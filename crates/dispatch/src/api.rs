//! Server-side collaborators, specified at their interface boundary
//!
//! The core never talks to the network directly. It calls a [`DispatchApi`]
//! for commands and queries and consumes an [`OfferFeed`] for pushed offers.
//! Transport adapters live in `resq-gateway`.

use async_trait::async_trait;
use futures_util::stream::BoxStream;
use resq_domain::{AssignmentRecord, AssignmentStatus, Offer, VehicleId};
use serde::{Deserialize, Serialize};
use thiserror::Error;

/// Failures of a server call
#[derive(Debug, Clone, Error, PartialEq, Eq)]
pub enum ApiError {
    /// Network or protocol failure; the call may or may not have reached the server
    #[error("Transport error: {0}")]
    Transport(String),

    /// The server answered but refused the command
    #[error("Rejected by server: {0}")]
    Rejected(String),

    /// The server answered with a payload that could not be used
    #[error("Malformed payload: {0}")]
    Malformed(String),
}

/// Plain `{success, message}` acknowledgement
#[derive(Debug, Clone, PartialEq, Eq, Serialize, Deserialize)]
pub struct Ack {
    /// Whether the server applied the command
    pub success: bool,
    /// Free-text detail
    #[serde(default)]
    pub message: String,
}

/// Accept or decline decision for one offer
#[derive(Debug, Clone, PartialEq, Eq, Serialize, Deserialize)]
#[serde(rename_all = "camelCase")]
pub struct RespondCommand {
    /// Request the offer refers to
    pub request_id: i64,
    /// Responding vehicle
    pub vehicle_id: VehicleId,
    /// `true` to accept
    pub accepted: bool,
}

/// One outbound position sample
#[derive(Debug, Clone, PartialEq, Serialize, Deserialize)]
pub struct LocationReport {
    /// Reporting vehicle
    pub vehicle_id: VehicleId,
    /// Latitude in degrees
    pub latitude: f64,
    /// Longitude in degrees
    pub longitude: f64,
    /// Reverse-geocoded address, empty when unknown
    pub address: String,
}

/// Commands and queries against the dispatch server
#[async_trait]
pub trait DispatchApi: Send + Sync + 'static {
    /// Send an accept/decline decision. Exactly one call per driver tap.
    async fn respond_to_offer(&self, command: RespondCommand) -> Result<Ack, ApiError>;

    /// Most recent assignment record for the vehicle, if any.
    async fn latest_assignment(
        &self,
        vehicle_id: VehicleId,
    ) -> Result<Option<AssignmentRecord>, ApiError>;

    /// Advance an assignment to `Arrived` or `Completed`; returns the echoed record.
    async fn update_assignment_status(
        &self,
        assignment_id: i64,
        status: AssignmentStatus,
    ) -> Result<Option<AssignmentRecord>, ApiError>;

    /// Publish a position sample. Fire-and-forget from the caller's perspective.
    async fn report_location(&self, report: LocationReport) -> Result<Ack, ApiError>;
}

/// Stream of offer events for one vehicle. `Err` items are unusable events.
pub type OfferStream = BoxStream<'static, Result<Offer, ApiError>>;

/// Push feed of offer events
#[async_trait]
pub trait OfferFeed: Send + Sync + 'static {
    /// Subscribe to offer events targeting `vehicle_id`.
    async fn subscribe(&self, vehicle_id: VehicleId) -> Result<OfferStream, ApiError>;
}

(YOUR OBJECTIVE):
Look through the data above and return each line where the string "sample" occurs.

(OUTPUT BELOW):
/// One outbound position sample
    /// Publish a position sample. Fire-and-forget from the caller's perspective.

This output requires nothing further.